Supplied entries |
//! Graceful HTTP server.
//!
//! # Architecture Overview
//!
//! ```text
//!   SIGINT / SIGTERM ─────────────┐
//!                                 ▼
//!   ┌──────────┐   serve    ┌───────────┐   keep-alive off
//!   │ listener │◀───────────│  runner   │── shutdown(deadline)
//!   │ + conns  │            │           │── close() on failure
//!   └──────────┘            └─────┬─────┘
//!                                 ▼
//!                     one ServerError → exit status
//! ```

use std::path::PathBuf;
use std::process::ExitCode;

use clap::Parser;

use graceful_server::config::{self, ConfigError, ConfigOverrides, ServerConfig};
use graceful_server::http::{build_router, HttpServer};
use graceful_server::lifecycle::GracefulRunner;
use graceful_server::observability::logging;

#[derive(Parser)]
#[command(name = "graceful-server")]
#[command(about = "HTTP server that drains in-flight requests on SIGINT/SIGTERM", long_about = None)]
struct Cli {
    /// TOML configuration file.
    #[arg(short, long)]
    config: Option<PathBuf>,

    /// Bind address, overrides `listener.bind_address`.
    #[arg(short, long)]
    bind: Option<String>,

    /// Seconds in-flight requests get after a signal, overrides `shutdown.timeout_secs`.
    #[arg(short = 't', long)]
    shutdown_timeout: Option<u64>,

    /// Log level, overrides `observability.log_level`.
    #[arg(short, long)]
    log_level: Option<String>,
}

impl Cli {
    fn load(&self) -> Result<ServerConfig, ConfigError> {
        let overrides = ConfigOverrides {
            bind_address: self.bind.clone(),
            shutdown_timeout_secs: self.shutdown_timeout,
            log_level: self.log_level.clone(),
        };
        config::load_with_overrides(self.config.as_deref(), &overrides)
    }
}

#[tokio::main]
async fn main() -> ExitCode {
    let cli = Cli::parse();

    let config = match cli.load() {
        Ok(config) => config,
        Err(e) => {
            eprintln!("graceful-server: {}", e);
            return ExitCode::from(2);
        }
    };

    logging::init(&config.observability.log_level);

    tracing::info!(
        bind_address = %config.listener.bind_address,
        max_connections = config.listener.max_connections,
        shutdown_timeout_secs = config.shutdown.timeout_secs,
        "Configuration loaded"
    );

    let server = HttpServer::new(&config.listener, build_router(&config.timeouts));
    let runner = GracefulRunner::new(server, config.shutdown.timeout());

    let outcome = runner.run().await;
    if outcome.is_closed() {
        tracing::info!("Shutdown complete");
        ExitCode::SUCCESS
    } else {
        tracing::error!(error = %outcome, "Server stopped with error");
        ExitCode::FAILURE
    }
}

Instructions to follow | The word to find is "GracefulRunner". Copy every line of the records that holds it.

Solution to the problem |
use graceful_server::lifecycle::GracefulRunner;
    let runner = GracefulRunner::new(server, config.shutdown.timeout());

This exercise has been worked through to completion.